Son intention était claire : “Je voulais que Kaboom ne rentre dans aucune case.” Avec sa dernière réalisation, Gregg Araki a mélangé les genres, accouchant d’un mutant cherchant à décloisonner le cinéma. C’est gentil. Mais c’est raté.
Smith est un jeune sympa. Ce beau brun aux yeux bleus (Thomas Dekker) couche de temps en temps avec London (Juno Temple) mais craque également pour Thor, son roommate aux poils blonds. Entre deux parties de jambes en l’air, Smith passe du temps avec Stella (Haley Bennett), sa meilleure amie lesbienne qui, elle, en pince pour Lorelei (Roxane Mesquida), une brune ténébreuse et mystique.
Parce qu’il traite sans drames ni flonflons du thème queer en prenant pour personnage principal un gamin ne se réclamant ni bi, ni gay, Kaboom est sans conteste un film non conventionnel et mérite que l’on s’y intéresse. Le film a d’ailleurs remporté cette année la toute première Queer Palm du Festival de Cannes. Récompense méritée lorsque l’on sait qu’Araki parvient au détour d’un dialogue à évoquer la fameuse échelle de Kinsey.
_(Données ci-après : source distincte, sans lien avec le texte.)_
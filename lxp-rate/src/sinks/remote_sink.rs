//! Remote spreadsheet-style append sink
//!
//! POSTs one JSON document per row:
//!
//! ```json
//! {"sheet": "results", "header": ["timestamp", ...], "row": ["2026-...", ...]}
//! ```
//!
//! The endpoint (e.g. a spreadsheet web-app script) owns append semantics and
//! write serialization. No retries: a failure is reported to the caller.

use super::{ProfileLayout, RecordLayout, ResultSink, SinkError};
use crate::models::{ProfileRecord, ResultRecord};
use async_trait::async_trait;
use serde::Serialize;
use std::time::Duration;

const USER_AGENT: &str = concat!("lxp-rate/", env!("CARGO_PKG_VERSION"));

pub const RESULTS_SHEET: &str = "results";
pub const PROFILES_SHEET: &str = "participants";

#[derive(Debug, Serialize)]
struct AppendRequest<'a> {
    sheet: &'a str,
    header: &'a [String],
    row: Vec<String>,
}

/// HTTP append client
#[derive(Debug, Clone)]
pub struct RemoteSink {
    http_client: reqwest::Client,
    url: String,
}

impl RemoteSink {
    pub fn new(url: impl Into<String>, timeout: Duration) -> Result<Self, SinkError> {
        let http_client = reqwest::Client::builder()
            .timeout(timeout)
            .user_agent(USER_AGENT)
            .build()
            .map_err(|e| SinkError::Remote(format!("Failed to create HTTP client: {}", e)))?;

        Ok(Self {
            http_client,
            url: url.into(),
        })
    }

    pub fn url(&self) -> &str {
        &self.url
    }

    async fn post(&self, request: &AppendRequest<'_>) -> Result<(), SinkError> {
        tracing::debug!(url = %self.url, sheet = request.sheet, "Appending remote row");

        let response = self
            .http_client
            .post(&self.url)
            .json(request)
            .send()
            .await
            .map_err(|e| SinkError::Remote(e.to_string()))?;

        let status = response.status();
        if !status.is_success() {
            let body = response.text().await.unwrap_or_default();
            return Err(SinkError::Status(status.as_u16(), body));
        }
        Ok(())
    }
}

#[async_trait]
impl ResultSink for RemoteSink {
    fn name(&self) -> &'static str {
        "remote"
    }

    async fn append_result(&self, layout: &RecordLayout, record: &ResultRecord) -> Result<(), SinkError> {
        self.post(&AppendRequest {
            sheet: RESULTS_SHEET,
            header: layout.header(),
            row: layout.row(record),
        })
        .await
    }

    async fn append_profile(&self, layout: &ProfileLayout, record: &ProfileRecord) -> Result<(), SinkError> {
        self.post(&AppendRequest {
            sheet: PROFILES_SHEET,
            header: layout.header(),
            row: layout.row(record),
        })
        .await
    }
}
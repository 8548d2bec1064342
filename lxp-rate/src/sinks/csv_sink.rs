//! Local CSV sink
//!
//! Each row is encoded into a buffer first and appended with a single
//! `write_all` on an append-mode handle, so rows from concurrent sessions do
//! not interleave. The header is written when the file is new or empty.
//! Appends are serialized by a lock shared between clones of the sink and
//! run on the blocking pool.

use super::{ProfileLayout, RecordLayout, ResultSink, SinkError};
use crate::models::{ProfileRecord, ResultRecord};
use async_trait::async_trait;
use std::fs::OpenOptions;
use std::io::Write;
use std::path::{Path, PathBuf};
use std::sync::Arc;
use tokio::sync::Mutex;

/// Appends result and profile rows to two CSV files
#[derive(Debug, Clone)]
pub struct CsvSink {
    results_path: PathBuf,
    profiles_path: PathBuf,
    /// Held from the header check to the end of the write
    write_lock: Arc<Mutex<()>>,
}

/// Header plus the most recent rows of a table
#[derive(Debug, Clone, Default, serde::Serialize)]
pub struct TableTail {
    pub columns: Vec<String>,
    pub rows: Vec<Vec<String>>,
}

impl CsvSink {
    pub fn new(results_path: PathBuf, profiles_path: PathBuf) -> Self {
        Self {
            results_path,
            profiles_path,
            write_lock: Arc::new(Mutex::new(())),
        }
    }

    pub fn results_path(&self) -> &Path {
        &self.results_path
    }

    pub fn profiles_path(&self) -> &Path {
        &self.profiles_path
    }

    /// Last `limit` result rows; empty when the file does not exist yet
    pub fn tail_results(&self, limit: usize) -> Result<TableTail, SinkError> {
        if !self.results_path.exists() {
            return Ok(TableTail::default());
        }

        let mut reader = csv::ReaderBuilder::new()
            .has_headers(true)
            .flexible(true)
            .from_path(&self.results_path)?;
        let columns = reader.headers()?.iter().map(str::to_string).collect();

        let mut rows: Vec<Vec<String>> = Vec::new();
        for record in reader.records() {
            rows.push(record?.iter().map(str::to_string).collect());
        }
        let start = rows.len().saturating_sub(limit);

        Ok(TableTail {
            columns,
            rows: rows.split_off(start),
        })
    }

    async fn append(&self, path: &Path, header: &[String], row: Vec<String>) -> Result<(), SinkError> {
        let _guard = self.write_lock.lock().await;
        let path = path.to_path_buf();
        let header = header.to_vec();

        tokio::task::spawn_blocking(move || append_row(&path, &header, &row))
            .await
            .map_err(|e| SinkError::Io(std::io::Error::new(std::io::ErrorKind::Other, e)))?
    }
}

/// Append one row, writing `header` first if the file is new or empty
fn append_row(path: &Path, header: &[String], row: &[String]) -> Result<(), SinkError> {
    let needs_header = std::fs::metadata(path).map(|m| m.len() == 0).unwrap_or(true);

    let mut buffer = Vec::new();
    {
        let mut writer = csv::WriterBuilder::new()
            .has_headers(false)
            .from_writer(&mut buffer);
        if needs_header {
            writer.write_record(header)?;
        }
        writer.write_record(row)?;
        writer.flush()?;
    }

    let mut file = OpenOptions::new().create(true).append(true).open(path)?;
    file.write_all(&buffer)?;

    tracing::debug!(path = %path.display(), header = needs_header, "Appended row");
    Ok(())
}

#[async_trait]
impl ResultSink for CsvSink {
    fn name(&self) -> &'static str {
        "csv"
    }

    async fn append_result(&self, layout: &RecordLayout, record: &ResultRecord) -> Result<(), SinkError> {
        self.append(&self.results_path, layout.header(), layout.row(record))
            .await
    }

    async fn append_profile(&self, layout: &ProfileLayout, record: &ProfileRecord) -> Result<(), SinkError> {
        self.append(&self.profiles_path, layout.header(), layout.row(record))
            .await
    }
}
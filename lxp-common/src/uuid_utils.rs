//! UUID utilities

use uuid::Uuid;

/// Length of generated participant tokens
pub const PARTICIPANT_TOKEN_LEN: usize = 8;

/// Generate a new UUIDv4
pub fn generate() -> Uuid {
    Uuid::new_v4()
}

/// Parse UUID from string
pub fn parse(s: &str) -> Result<Uuid, uuid::Error> {
    Uuid::parse_str(s)
}

/// Generate a short opaque participant token (first 8 hex digits of a UUIDv4)
pub fn participant_token() -> String {
    generate().simple().to_string()[..PARTICIPANT_TOKEN_LEN].to_string()
}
Il en fallait donc de peu pour croire à un film consacré à la recherche d’identité, une plongée dans la tête d’un ado avide d’expériences ne souhaitant pas avoir à choisir entre les femmes ou les hommes. Le tout avec irrévérence, à cent à l’heure et sans moralisme lourdingue. Sauf qu’au cours d’une soirée, Smith assiste au meurtre d’une fille, celle-là même qu’il avait vue à maintes reprises dans ses rêves. Mauvais trip sous l’emprise d’un space cookie ou réalité ? Commençant son enquête tout en continuant de baiser comme un lapin, Smith va se retrouver impliqué dans une intrigue mettant en jeu l’avenir de l’humanité. Bah voyons.
Hop, faisons du personnage central un défenseur de la théorie queer pour justifier quelques sauteries. Hop, faisons un petit speech de trente secondes sur son désir d’être cinéaste, ce sera l’occasion d’aligner quelques extraits de films célèbres, Luis Buñuel en tête. Tout dans ce film est prétexte. Commençant comme un pur campus movie pour se muer en thriller et finir en comédie fantastique, Kaboom est un pur produit du délirant Gregg Araki. Malheureusement, en voulant signer un crossover de styles et d’influences, hommage au Twin Peaks de David Lynch, le réalisateur de Mysterious Skin semble s’être arrêté à ce que chacun à de plus mauvais. Au final, Kaboom ressemble à une vaine tentative visant à réaliser un nouveau Donnie Darko, les masques des tueurs rappelant d’ailleurs le fameux “lapin” du film de Richard Kelly.
Comme pour justifier son choix de s’affranchir des conventions, Araki en fait des tonnes, étrangle son spectateur avec des révélations en cascade toutes aussi invraisemblables les unes que les autres et bousille les quelques jolies répliques cinglantes (merci Stella) avec des dialogues téléphonés de série B (”Tu connais The New Order” ?). Quant à la musique, elle est à l’image du film : séduisante au début (Interpol, Yeah Yeah Yeahs) elle finit sur un lamentable Placebo rappelant les plus mauvaises heures de Sex Intention.
“Kaboom est un film sur la jeunesse d’aujourd’hui“, écrit Libération. Kaboom est tout sauf ça. C’est une promesse non tenue, la déception de voir une comédie pop transgenre – du point de vue cinématographique tout autant que sexuel – se transformer en un gâchis vaguement transgressif et confus.